## WORK INSTRUCTION
In the records below, begin at the line that has "Ok(self.rules.remove(index))" and stop after the line that has "impl From<Vec<Group>> for"; quote those lines verbatim and nothing more.

## Saved entries
------------------------

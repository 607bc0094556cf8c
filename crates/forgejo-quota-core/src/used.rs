//! Usage accumulator
//!
//! A `Used` snapshot holds the bytes a user currently consumes, one counter
//! per leaf category. Totals for composite subjects are derived by summing
//! the counters below them in the subject tree.

use serde::{Deserialize, Serialize};

use forgejo_quota_common::{QuotaError, Result};

use crate::subject::LimitSubject;

#[derive(Debug, Clone, Copy, Default, PartialEq, Eq, Serialize, Deserialize)]
pub struct Used {
    pub size: UsedSize,
}

#[derive(Debug, Clone, Copy, Default, PartialEq, Eq, Serialize, Deserialize)]
pub struct UsedSize {
    pub repos: UsedSizeRepos,
    pub git: UsedSizeGit,
    pub assets: UsedSizeAssets,
}

#[derive(Debug, Clone, Copy, Default, PartialEq, Eq, Serialize, Deserialize)]
pub struct UsedSizeRepos {
    pub public: i64,
    pub private: i64,
}

#[derive(Debug, Clone, Copy, Default, PartialEq, Eq, Serialize, Deserialize)]
pub struct UsedSizeGit {
    pub lfs: i64,
}

#[derive(Debug, Clone, Copy, Default, PartialEq, Eq, Serialize, Deserialize)]
pub struct UsedSizeAssets {
    pub attachments: UsedSizeAssetsAttachments,
    pub artifacts: i64,
    pub packages: UsedSizeAssetsPackages,
}

#[derive(Debug, Clone, Copy, Default, PartialEq, Eq, Serialize, Deserialize)]
pub struct UsedSizeAssetsAttachments {
    pub issues: i64,
    pub releases: i64,
}

#[derive(Debug, Clone, Copy, Default, PartialEq, Eq, Serialize, Deserialize)]
pub struct UsedSizeAssetsPackages {
    pub all: i64,
}

impl UsedSizeRepos {
    pub fn all(&self) -> i64 {
        self.public.saturating_add(self.private)
    }
}

impl UsedSizeGit {
    /// LFS objects plus the repositories themselves
    pub fn all(&self, repos: &UsedSizeRepos) -> i64 {
        self.lfs.saturating_add(repos.all())
    }
}

impl UsedSizeAssetsAttachments {
    pub fn all(&self) -> i64 {
        self.issues.saturating_add(self.releases)
    }
}

impl UsedSizeAssets {
    pub fn all(&self) -> i64 {
        self.attachments
            .all()
            .saturating_add(self.artifacts)
            .saturating_add(self.packages.all)
    }
}

impl UsedSize {
    pub fn all(&self) -> i64 {
        self.git.all(&self.repos).saturating_add(self.assets.all())
    }
}

impl Used {
    /// Total bytes used under `subject`
    ///
    /// Wiki size is not tracked and always counts as zero.
    pub fn calculate_for(&self, subject: LimitSubject) -> i64 {
        let size = &self.size;
        match subject {
            LimitSubject::SizeAll => size.all(),
            LimitSubject::SizeReposAll => size.repos.all(),
            LimitSubject::SizeReposPublic => size.repos.public,
            LimitSubject::SizeReposPrivate => size.repos.private,
            LimitSubject::SizeGitAll => size.git.all(&size.repos),
            LimitSubject::SizeGitLfs => size.git.lfs,
            LimitSubject::SizeAssetsAll => size.assets.all(),
            LimitSubject::SizeAssetsAttachmentsAll => size.assets.attachments.all(),
            LimitSubject::SizeAssetsAttachmentsIssues => size.assets.attachments.issues,
            LimitSubject::SizeAssetsAttachmentsReleases => size.assets.attachments.releases,
            LimitSubject::SizeAssetsArtifacts => size.assets.artifacts,
            LimitSubject::SizeAssetsPackagesAll => size.assets.packages.all,
            LimitSubject::SizeWiki => 0,
        }
    }

    /// Counter backing a leaf subject, if the subject has one
    pub fn counter_mut(&mut self, subject: LimitSubject) -> Option<&mut i64> {
        let size = &mut self.size;
        match subject {
            LimitSubject::SizeReposPublic => Some(&mut size.repos.public),
            LimitSubject::SizeReposPrivate => Some(&mut size.repos.private),
            LimitSubject::SizeGitLfs => Some(&mut size.git.lfs),
            LimitSubject::SizeAssetsAttachmentsIssues => Some(&mut size.assets.attachments.issues),
            LimitSubject::SizeAssetsAttachmentsReleases => {
                Some(&mut size.assets.attachments.releases)
            }
            LimitSubject::SizeAssetsArtifacts => Some(&mut size.assets.artifacts),
            LimitSubject::SizeAssetsPackagesAll => Some(&mut size.assets.packages.all),
            _ => None,
        }
    }

    /// Add prospective consumption to the counter of `subject`
    ///
    /// Counters never go down: a negative `bytes` is rejected and leaves the
    /// snapshot unchanged.
    pub fn add(&mut self, subject: LimitSubject, bytes: i64) -> Result<()> {
        if bytes < 0 {
            return Err(QuotaError::NegativeBytes(bytes));
        }
        let counter = self
            .counter_mut(subject)
            .ok_or_else(|| QuotaError::UncountedSubject(subject.to_string()))?;
        *counter = counter.saturating_add(bytes);
        Ok(())
    }

    /// Copy of this snapshot with `bytes` added to `subject`
    pub fn with_added(mut self, subject: LimitSubject, bytes: i64) -> Result<Used> {
        self.add(subject, bytes)?;
        Ok(self)
    }
}
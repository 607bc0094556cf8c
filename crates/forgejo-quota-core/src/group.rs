//! Quota groups
//!
//! Inside a group every matching rule must allow: one deny vetoes the whole
//! group. Across a group list any allowing group is enough.

use serde::{Deserialize, Serialize};

use forgejo_quota_common::{QuotaError, Result};

use crate::default::{DefaultQuota, evaluate_default};
use crate::rule::{Rule, Verdict};
use crate::subject::LimitSubject;
use crate::used::Used;

#[derive(Debug, Clone, Default, PartialEq, Eq, Serialize, Deserialize)]
pub struct Group {
    pub name: String,
    #[serde(default)]
    pub rules: Vec<Rule>,
}

impl Group {
    pub fn new(name: impl Into<String>) -> Self {
        Self {
            name: name.into(),
            rules: Vec::new(),
        }
    }

    pub fn with_rules(name: impl Into<String>, rules: Vec<Rule>) -> Self {
        Self {
            name: name.into(),
            rules,
        }
    }

    pub fn rule(&self, name: &str) -> Option<&Rule> {
        self.rules.iter().find(|rule| rule.name == name)
    }

    /// Append a rule; rule names are unique within a group
    pub fn add_rule(&mut self, rule: Rule) -> Result<()> {
        if self.rule(&rule.name).is_some() {
            return Err(QuotaError::RuleAlreadyInGroup {
                group: self.name.clone(),
                rule: rule.name,
            });
        }
        self.rules.push(rule);
        Ok(())
    }

    pub fn remove_rule(&mut self, name: &str) -> Result<Rule> {
        let index = self
            .rules
            .iter()
            .position(|rule| rule.name == name)
            .ok_or_else(|| QuotaError::RuleNotInGroup {
                group: self.name.clone(),
                rule: name.to_string(),
            })?;
        Ok(self.rules.remove(index))
    }

    /// Whether the group covers `subject`, and if so whether it allows it
    pub fn evaluate(&self, used: &Used, subject: LimitSubject) -> Verdict {
        let mut verdict = Verdict::NO_MATCH;

        for rule in &self.rules {
            let rule_verdict = rule.evaluate(used, subject);
            if !rule_verdict.matched {
                continue;
            }
            if !rule_verdict.allowed {
                return Verdict::DENY;
            }
            verdict = Verdict::ALLOW;
        }

        verdict
    }
}

/// The groups one user belongs to
///
/// An empty list is meaningful: it selects the instance default policy.
#[derive(Debug, Clone, Default, PartialEq, Eq, Serialize, Deserialize)]
#[serde(transparent)]
pub struct GroupList(Vec<Group>);

impl GroupList {
    pub fn new() -> Self {
        Self(Vec::new())
    }

    pub fn push(&mut self, group: Group) {
        self.0.push(group);
    }

    pub fn iter(&self) -> std::slice::Iter<'_, Group> {
        self.0.iter()
    }

    pub fn len(&self) -> usize {
        self.0.len()
    }

    pub fn is_empty(&self) -> bool {
        self.0.is_empty()
    }

    pub fn names(&self) -> Vec<&str> {
        self.0.iter().map(|group| group.name.as_str()).collect()
    }

    /// Whether the action is allowed for `subject`
    ///
    /// Falls back to `defaults` when the list is empty.
    pub fn evaluate(&self, used: &Used, subject: LimitSubject, defaults: &DefaultQuota) -> bool {
        if self.is_empty() {
            tracing::debug!(%subject, "no quota groups, evaluating instance default");
            return evaluate_default(used, subject, defaults);
        }

        self.evaluate_groups(used, subject)
    }

    pub(crate) fn evaluate_groups(&self, used: &Used, subject: LimitSubject) -> bool {
        match self
            .0
            .iter()
            .find(|group| group.evaluate(used, subject).is_allowed())
        {
            Some(group) => {
                tracing::debug!(%subject, group = %group.name, "quota group allows");
                true
            }
            None => {
                tracing::debug!(%subject, groups = ?self.names(), "no quota group allows");
                false
            }
        }
    }
}

impl From<Vec<Group>> for GroupList {
    fn from(groups: Vec<Group>) -> Self {
        Self(groups)
    }
}

impl FromIterator<Group> for GroupList {
    fn from_iter<I: IntoIterator<Item = Group>>(iter: I) -> Self {
        Self(iter.into_iter().collect())
    }
}

impl IntoIterator for GroupList {
    type Item = Group;
    type IntoIter = std::vec::IntoIter<Group>;

    fn into_iter(self) -> Self::IntoIter {
        self.0.into_iter()
    }
}

impl<'a> IntoIterator for &'a GroupList {
    type Item = &'a Group;
    type IntoIter = std::slice::Iter<'a, Group>;

    fn into_iter(self) -> Self::IntoIter {
        self.0.iter()
    }
}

------------------------

## OUTPUT FOR THIS TASK
        Ok(self.rules.remove(index))
    }

    /// Whether the group covers `subject`, and if so whether it allows it
    pub fn evaluate(&self, used: &Used, subject: LimitSubject) -> Verdict {
        let mut verdict = Verdict::NO_MATCH;

        for rule in &self.rules {
            let rule_verdict = rule.evaluate(used, subject);
            if !rule_verdict.matched {
                continue;
            }
            if !rule_verdict.allowed {
                return Verdict::DENY;
            }
            verdict = Verdict::ALLOW;
        }

        verdict
    }
}

/// The groups one user belongs to
///
/// An empty list is meaningful: it selects the instance default policy.
#[derive(Debug, Clone, Default, PartialEq, Eq, Serialize, Deserialize)]
#[serde(transparent)]
pub struct GroupList(Vec<Group>);

impl GroupList {
    pub fn new() -> Self {
        Self(Vec::new())
    }

    pub fn push(&mut self, group: Group) {
        self.0.push(group);
    }

    pub fn iter(&self) -> std::slice::Iter<'_, Group> {
        self.0.iter()
    }

    pub fn len(&self) -> usize {
        self.0.len()
    }

    pub fn is_empty(&self) -> bool {
        self.0.is_empty()
    }

    pub fn names(&self) -> Vec<&str> {
        self.0.iter().map(|group| group.name.as_str()).collect()
    }

    /// Whether the action is allowed for `subject`
    ///
    /// Falls back to `defaults` when the list is empty.
    pub fn evaluate(&self, used: &Used, subject: LimitSubject, defaults: &DefaultQuota) -> bool {
        if self.is_empty() {
            tracing::debug!(%subject, "no quota groups, evaluating instance default");
            return evaluate_default(used, subject, defaults);
        }

        self.evaluate_groups(used, subject)
    }

    pub(crate) fn evaluate_groups(&self, used: &Used, subject: LimitSubject) -> bool {
        match self
            .0
            .iter()
            .find(|group| group.evaluate(used, subject).is_allowed())
        {
            Some(group) => {
                tracing::debug!(%subject, group = %group.name, "quota group allows");
                true
            }
            None => {
                tracing::debug!(%subject, groups = ?self.names(), "no quota group allows");
                false
            }
        }
    }
}

impl From<Vec<Group>> for GroupList {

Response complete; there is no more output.